Neera, a sweet sap tapped from the coconut palm and long dismissed as a rural afterthought, is being reborn as a luxury commodity. The drink, known in India as ‘blue gold’ for its pale, cloudy appearance and high nutritional value, is now the centrepiece of a new export boom. British investors, including a handful of premium drinks companies, are scrambling to secure supply chains before the competition catches up.
The shift is as much cultural as it is commercial. For centuries, neera was a seasonal refreshment sold from roadside stalls in Kerala and Tamil Nadu, its short shelf life limiting its appeal. But new cold-chain technology and pasteurisation methods have extended its viability, allowing it to be bottled and shipped overseas. The result is a drink that travels well and sells better: a low-alcohol, probiotic beverage that appeals to a health-conscious western palate.

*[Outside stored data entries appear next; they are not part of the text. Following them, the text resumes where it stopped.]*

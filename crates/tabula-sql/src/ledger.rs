//! State ledger columns.
//!
//! Schemas with state versioning carry five extra columns next to their
//! properties. They are never part of resource data.

use crate::ddl::ColumnDefinition;

pub const CONFIG_VERSION: &str = "config_version";
pub const STATE_VERSION: &str = "state_version";
pub const STATE_ERROR: &str = "state_error";
pub const STATE: &str = "state";
pub const STATE_MONITORING: &str = "state_monitoring";

pub const COLUMNS: [&str; 5] = [
    CONFIG_VERSION,
    STATE_VERSION,
    STATE_ERROR,
    STATE,
    STATE_MONITORING,
];

/// Ledger column definitions. Version counters default so that rows
/// created before versioning was enabled start at config version 1.
pub fn column_definitions() -> Vec<ColumnDefinition> {
    vec![
        ColumnDefinition::new(CONFIG_VERSION, "bigint").with_default("1"),
        ColumnDefinition::new(STATE_VERSION, "bigint").with_default("0"),
        ColumnDefinition::new(STATE_ERROR, "text").nullable(),
        ColumnDefinition::new(STATE, "text").nullable(),
        ColumnDefinition::new(STATE_MONITORING, "text").nullable(),
    ]
}
//! SQL dialect surface.
//!
//! Everything backend-specific that the filter compiler, the DDL generator and
//! the transaction layer emit goes through [`Dialect`]: identifier quoting,
//! placeholder syntax, LIKE escaping, lock clauses and default column types.

use serde::{Deserialize, Serialize};

use crate::schema::{IsolationLevel, LockPolicy, PropertyKind};

/// Supported SQL backends.
#[derive(Debug, Clone, Copy, PartialEq, Eq, Hash, Serialize, Deserialize)]
#[serde(rename_all = "lowercase")]
pub enum Dialect {
    Postgres,
    Mysql,
    Sqlite,
}

/// Escape character used in LIKE patterns on every backend.
pub const LIKE_ESCAPE: char = '\\';

impl Dialect {
    /// Guess the dialect from a connection URL scheme.
    pub fn from_url(url: &str) -> Option<Self> {
        let scheme = url.split(':').next()?.to_ascii_lowercase();
        match scheme.as_str() {
            "postgres" | "postgresql" => Some(Self::Postgres),
            "mysql" | "mariadb" => Some(Self::Mysql),
            "sqlite" => Some(Self::Sqlite),
            _ => None,
        }
    }

    pub fn name(self) -> &'static str {
        match self {
            Self::Postgres => "postgres",
            Self::Mysql => "mysql",
            Self::Sqlite => "sqlite",
        }
    }

    pub fn quote_char(self) -> char {
        match self {
            Self::Mysql => '`',
            Self::Postgres | Self::Sqlite => '"',
        }
    }

    /// Quote an identifier, doubling any embedded quote character.
    pub fn quote_ident(self, ident: &str) -> String {
        let q = self.quote_char();
        let mut out = String::with_capacity(ident.len() + 2);
        out.push(q);
        for c in ident.chars() {
            if c == q {
                out.push(q);
            }
            out.push(c);
        }
        out.push(q);
        out
    }

    /// `"table"."column"`
    pub fn qualify(self, table: &str, column: &str) -> String {
        format!("{}.{}", self.quote_ident(table), self.quote_ident(column))
    }

    /// Placeholder for the 1-based parameter `index`.
    pub fn placeholder(self, index: usize) -> String {
        match self {
            Self::Postgres => format!("${}", index),
            Self::Mysql | Self::Sqlite => "?".to_string(),
        }
    }

    /// Count the placeholders in a statement emitted for this dialect.
    ///
    /// Only meaningful for generated text, where values never appear inline.
    pub fn count_placeholders(self, sql: &str) -> usize {
        match self {
            Self::Postgres => sql
                .as_bytes()
                .windows(2)
                .filter(|w| w[0] == b'$' && w[1].is_ascii_digit())
                .count(),
            Self::Mysql | Self::Sqlite => sql.matches('?').count(),
        }
    }

    /// Suffix appended after a LIKE operand so that [`LIKE_ESCAPE`] is honored.
    /// Postgres and MySQL already default to backslash.
    pub fn like_escape_clause(self) -> &'static str {
        match self {
            Self::Sqlite => " ESCAPE '\\'",
            Self::Postgres | Self::Mysql => "",
        }
    }

    /// Cast an expression to text so LIKE can be applied to non-string columns.
    pub fn text_cast(self, expr: &str) -> String {
        match self {
            Self::Mysql => format!("CAST({} AS CHAR)", expr),
            Self::Postgres | Self::Sqlite => format!("CAST({} AS TEXT)", expr),
        }
    }

    /// Row-locking clause appended to a SELECT, if the backend has one.
    pub fn lock_clause(self, policy: LockPolicy, table: &str) -> Option<String> {
        let clause = match (self, policy) {
            // SQLite locks the whole database on write.
            (_, LockPolicy::NoLock) | (Self::Sqlite, _) => return None,
            (Self::Postgres, LockPolicy::Shared) => {
                format!("FOR SHARE OF {}", self.quote_ident(table))
            }
            (Self::Postgres, LockPolicy::Exclusive) => {
                format!("FOR UPDATE OF {}", self.quote_ident(table))
            }
            (Self::Postgres, LockPolicy::SkipLocked) => {
                format!("FOR UPDATE OF {} SKIP LOCKED", self.quote_ident(table))
            }
            (Self::Mysql, LockPolicy::Shared) => "LOCK IN SHARE MODE".to_string(),
            (Self::Mysql, LockPolicy::Exclusive) => "FOR UPDATE".to_string(),
            (Self::Mysql, LockPolicy::SkipLocked) => "FOR UPDATE SKIP LOCKED".to_string(),
        };
        Some(clause)
    }

    /// Statements opening a transaction at the given isolation level.
    pub fn begin_statements(self, level: IsolationLevel) -> Vec<String> {
        match self {
            Self::Postgres => vec![format!("BEGIN ISOLATION LEVEL {}", level.as_sql())],
            Self::Mysql => vec![
                format!("SET TRANSACTION ISOLATION LEVEL {}", level.as_sql()),
                "START TRANSACTION".to_string(),
            ],
            Self::Sqlite => vec!["BEGIN".to_string()],
        }
    }

    /// Column type used when a property declares no explicit SQL type.
    ///
    /// `keyed` marks columns that take part in a key or index; those need a
    /// bounded string type on MySQL.
    pub fn default_sql_type(self, kind: PropertyKind, keyed: bool) -> &'static str {
        match kind {
            PropertyKind::String if keyed => "varchar(255)",
            PropertyKind::String | PropertyKind::Object | PropertyKind::Array => "text",
            PropertyKind::Integer => "bigint",
            PropertyKind::Boolean => "boolean",
            PropertyKind::Number => match self {
                Self::Postgres => "double precision",
                Self::Mysql => "double",
                Self::Sqlite => "real",
            },
        }
    }

    /// LIMIT value used when only an OFFSET is requested.
    pub fn unbounded_limit(self) -> Option<&'static str> {
        match self {
            Self::Mysql => Some("18446744073709551615"),
            Self::Sqlite => Some("-1"),
            Self::Postgres => None,
        }
    }
}

impl std::fmt::Display for Dialect {
    fn fmt(&self, f: &mut std::fmt::Formatter<'_>) -> std::fmt::Result {
        f.write_str(self.name())
    }
}

/// Escape `%`, `_` and the escape character itself so `value` matches
/// literally inside a LIKE pattern.
pub fn escape_like(value: &str) -> String {
    let mut out = String::with_capacity(value.len() + 4);
    for c in value.chars() {
        if c == LIKE_ESCAPE || c == '%' || c == '_' {
            out.push(LIKE_ESCAPE);
        }
        out.push(c);
    }
    out
}

/// Substring pattern `%<escaped>%`.
pub fn contains_pattern(value: &str) -> String {
    format!("%{}%", escape_like(value))
}

#[cfg(test)]
mod tests {
    use super::*;

    #[test]
    fn test_from_url() {
        assert_eq!(Dialect::from_url("postgres://u:p@localhost/db"), Some(Dialect::Postgres));
        assert_eq!(Dialect::from_url("postgresql://localhost/db"), Some(Dialect::Postgres));
        assert_eq!(Dialect::from_url("mysql://root@localhost/db"), Some(Dialect::Mysql));
        assert_eq!(Dialect::from_url("sqlite::memory:"), Some(Dialect::Sqlite));
        assert_eq!(Dialect::from_url("redis://localhost"), None);
    }

    #[test]
    fn test_quote_ident_doubles_quotes() {
        assert_eq!(Dialect::Postgres.quote_ident("tests"), "\"tests\"");
        assert_eq!(Dialect::Postgres.quote_ident("a\"b"), "\"a\"\"b\"");
        assert_eq!(Dialect::Mysql.quote_ident("a`b"), "`a``b`");
    }

    #[test]
    fn test_placeholders() {
        assert_eq!(Dialect::Postgres.placeholder(3), "$3");
        assert_eq!(Dialect::Mysql.placeholder(3), "?");
        assert_eq!(Dialect::Postgres.count_placeholders("a = $1 AND b IN ($2, $3)"), 3);
        assert_eq!(Dialect::Sqlite.count_placeholders("a = ? AND b IN (?, ?)"), 3);
    }

    #[test]
    fn test_escape_like() {
        assert_eq!(contains_pattern("123"), "%123%");
        assert_eq!(contains_pattern("\\1%2_3_a\\b%c"), "%\\\\1\\%2\\_3\\_a\\\\b\\%c%");
    }

    #[test]
    fn test_lock_clauses() {
        assert_eq!(Dialect::Postgres.lock_clause(LockPolicy::NoLock, "tests"), None);
        assert_eq!(
            Dialect::Postgres.lock_clause(LockPolicy::Exclusive, "tests").as_deref(),
            Some("FOR UPDATE OF \"tests\"")
        );
        assert_eq!(
            Dialect::Mysql.lock_clause(LockPolicy::Shared, "tests").as_deref(),
            Some("LOCK IN SHARE MODE")
        );
        assert_eq!(Dialect::Sqlite.lock_clause(LockPolicy::SkipLocked, "tests"), None);
    }

    #[test]
    fn test_begin_statements() {
        assert_eq!(
            Dialect::Postgres.begin_statements(IsolationLevel::Serializable),
            vec!["BEGIN ISOLATION LEVEL SERIALIZABLE".to_string()]
        );
        assert_eq!(Dialect::Mysql.begin_statements(IsolationLevel::RepeatableRead).len(), 2);
    }
}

The UK’s interest is not accidental. British firms have long dominated the global market for coconut water, and neera is its natural successor. But where coconut water is now ubiquitous, neera offers something rarer: a sense of place. The sap is harvested by palm climbers, a caste-bound occupation in India that is itself undergoing change. As demand rises, so does the premium paid to tappers, many of whom have abandoned the trade in recent decades for steadier work. Now they are being pulled back, their skills suddenly valuable again.
Yet the boom carries a human cost. The rush to export has already led to reports of price manipulation and small farmers being squeezed out of contracts. In parts of Tamil Nadu, activist groups warn that the new trade is replicating the inequalities of the old: the tappers, mostly Dalit, still earn a fraction of the final retail price. Meanwhile, the branding of neera as ‘blue gold’ risks sanitising its actual history. The drink was once banned in some states for its supposed link to toddy, a fermented palm wine, and its association with lower castes.

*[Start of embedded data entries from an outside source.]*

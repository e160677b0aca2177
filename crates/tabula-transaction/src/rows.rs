//! Parameter binding and row decoding for the `Any` driver.

use serde_json::{Map, Number, Value};
use sqlx::any::{AnyArguments, AnyRow};
use sqlx::{Any, Arguments, Column, Row};
use tabula_core::{PropertyKind, Resource, Schema};
use tabula_sql::{Projection, SqlValue, columns::ALIAS_SEPARATOR, ledger};

use crate::error::TransactionError;
use crate::types::ResourceState;

fn args_add<'q, T>(args: &mut AnyArguments<'q>, v: T) -> Result<(), TransactionError>
where
    T: 'q + sqlx::Encode<'q, Any> + sqlx::Type<Any>,
{
    args.add(v)
        .map_err(|e| TransactionError::Backend(sqlx::Error::Encode(e)))
}

/// Bind typed parameters in order.
pub(crate) fn bind<'q>(params: Vec<SqlValue>) -> Result<AnyArguments<'q>, TransactionError> {
    let mut args = AnyArguments::default();
    for param in params {
        match param {
            SqlValue::Null(PropertyKind::Integer) => args_add(&mut args, Option::<i64>::None)?,
            SqlValue::Null(PropertyKind::Number) => args_add(&mut args, Option::<f64>::None)?,
            SqlValue::Null(PropertyKind::Boolean) => args_add(&mut args, Option::<bool>::None)?,
            SqlValue::Null(_) => args_add(&mut args, Option::<String>::None)?,
            SqlValue::Bool(b) => args_add(&mut args, b)?,
            SqlValue::Int(i) => args_add(&mut args, i)?,
            SqlValue::Float(f) => args_add(&mut args, f)?,
            SqlValue::Text(s) => args_add(&mut args, s)?,
        }
    }
    Ok(args)
}

fn decode_error(column: &str, e: impl std::fmt::Display) -> TransactionError {
    TransactionError::Decode {
        column: column.to_string(),
        message: e.to_string(),
    }
}

/// Decode one column as a JSON value of `kind`.
///
/// Booleans and numbers fall back to integer decoding, since SQLite and MySQL
/// hand those back as integers.
pub(crate) fn decode_value(
    row: &AnyRow,
    column: &str,
    kind: PropertyKind,
) -> Result<Value, TransactionError> {
    let value = match kind {
        PropertyKind::String => row
            .try_get::<Option<String>, _>(column)
            .map_err(|e| decode_error(column, e))?
            .map(Value::String),
        PropertyKind::Integer => row
            .try_get::<Option<i64>, _>(column)
            .map_err(|e| decode_error(column, e))?
            .map(Value::from),
        PropertyKind::Number => row
            .try_get::<Option<f64>, _>(column)
            .or_else(|_| {
                row.try_get::<Option<i64>, _>(column)
                    .map(|v| v.map(|i| i as f64))
            })
            .map_err(|e| decode_error(column, e))?
            .map(|f| Number::from_f64(f).map_or(Value::Null, Value::Number)),
        PropertyKind::Boolean => row
            .try_get::<Option<bool>, _>(column)
            .or_else(|_| {
                row.try_get::<Option<i64>, _>(column)
                    .map(|v| v.map(|i| i != 0))
            })
            .map_err(|e| decode_error(column, e))?
            .map(Value::Bool),
        PropertyKind::Object | PropertyKind::Array => row
            .try_get::<Option<String>, _>(column)
            .map_err(|e| decode_error(column, e))?
            .map(|text| serde_json::from_str(&text))
            .transpose()
            .map_err(|e| decode_error(column, e))?,
    };
    Ok(value.unwrap_or(Value::Null))
}

/// Decode a row produced by a projected SELECT.
///
/// Joined columns are nested under their relation property. A relation
/// whose columns are all NULL (no match for the LEFT JOIN) becomes `null`.
pub(crate) fn decode_projected(
    row: &AnyRow,
    schema: &Schema,
    projection: &Projection,
) -> Result<Resource, TransactionError> {
    let mut data = Map::new();
    let mut nested: Vec<(String, Map<String, Value>)> = Vec::new();

    for column in &projection.columns {
        let value = decode_value(row, &column.alias, column.kind)?;
        match &column.nested {
            None => {
                data.insert(column.property.clone(), value);
            }
            Some(key) => {
                let position = match nested.iter().position(|(k, _)| k == key) {
                    Some(position) => position,
                    None => {
                        nested.push((key.clone(), Map::new()));
                        nested.len() - 1
                    }
                };
                nested[position].1.insert(column.property.clone(), value);
            }
        }
    }

    for (key, related) in nested {
        let value = if related.values().all(Value::is_null) {
            Value::Null
        } else {
            Value::Object(related)
        };
        data.insert(key, value);
    }
    Ok(Resource::new(schema, data))
}

/// Decode a row of an arbitrary query by schema property names.
///
/// Each property is read from its `<table>__<id>` alias when present, else
/// from a bare `<id>` column. Properties without a column are skipped.
pub(crate) fn decode_by_names(row: &AnyRow, schema: &Schema) -> Result<Resource, TransactionError> {
    let names: Vec<&str> = row.columns().iter().map(|c| c.name()).collect();
    let table = schema.table_name();

    let mut data = Map::new();
    for property in &schema.properties {
        let alias = format!("{}{}{}", table, ALIAS_SEPARATOR, property.id);
        let column = if names.contains(&alias.as_str()) {
            alias.as_str()
        } else if names.contains(&property.id.as_str()) {
            property.id.as_str()
        } else {
            continue;
        };
        data.insert(property.id.clone(), decode_value(row, column, property.kind)?);
    }
    Ok(Resource::new(schema, data))
}

/// Decode a row of a state ledger SELECT.
pub(crate) fn decode_state(row: &AnyRow, schema: &Schema) -> Result<ResourceState, TransactionError> {
    let kind = schema
        .primary_key_property()
        .map(|p| p.kind)
        .unwrap_or_default();
    let id = match decode_value(row, &schema.primary_key, kind)? {
        Value::String(s) => s,
        other => other.to_string(),
    };
    let int = |column: &str| -> Result<i64, TransactionError> {
        row.try_get::<Option<i64>, _>(column)
            .map(Option::unwrap_or_default)
            .map_err(|e| decode_error(column, e))
    };
    let text = |column: &str| -> Result<String, TransactionError> {
        row.try_get::<Option<String>, _>(column)
            .map(Option::unwrap_or_default)
            .map_err(|e| decode_error(column, e))
    };

    Ok(ResourceState {
        id,
        config_version: int(ledger::CONFIG_VERSION)?,
        state_version: int(ledger::STATE_VERSION)?,
        state_error: text(ledger::STATE_ERROR)?,
        state: text(ledger::STATE)?,
        state_monitoring: text(ledger::STATE_MONITORING)?,
    })
}

/// First column of a COUNT query.
pub(crate) fn decode_count(row: &AnyRow) -> Result<u64, TransactionError> {
    let count: i64 = row.try_get(0).map_err(|e| decode_error("count", e))?;
    Ok(u64::try_from(count).unwrap_or_default())
}

#[cfg(test)]
mod tests {
    use super::*;

    #[test]
    fn test_bind_counts_every_parameter() {
        let args = bind(vec![
            SqlValue::Null(PropertyKind::Integer),
            SqlValue::Null(PropertyKind::Object),
            SqlValue::Bool(true),
            SqlValue::Int(1),
            SqlValue::Float(0.5),
            SqlValue::Text("x".into()),
        ])
        .unwrap();
        assert_eq!(args.len(), 6);
    }
}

For UK firms, these are distant concerns. The immediate focus is on securing exclusivity deals with Indian cooperatives, many of which are ill-equipped to handle the sudden influx of foreign interest. The British High Commission has been active, hosting trade delegations and tasting events in London. But the real test will be whether neera can survive its own success. As with any niche product, the danger is that scaling up erodes the very qualities that make it special: the artisanal harvest, the terroir, the community.
On the streets of Kochi, where neera has been a morning staple for generations, the changes are already visible. Vendors now offer branded bottles alongside the traditional clay pots. The price has tripled in a year. A local shopkeeper told me, ‘It used to be for us. Now it’s for people who can afford aeroplanes.’ The sentiment captures the awkward transition from tradition to trade: the same drink, but a different world.
If neera becomes the next superfood, its story will be less about health than about the global appetite for authenticity. And in that quest, the real price is often paid by those who cannot afford to buy what they once made.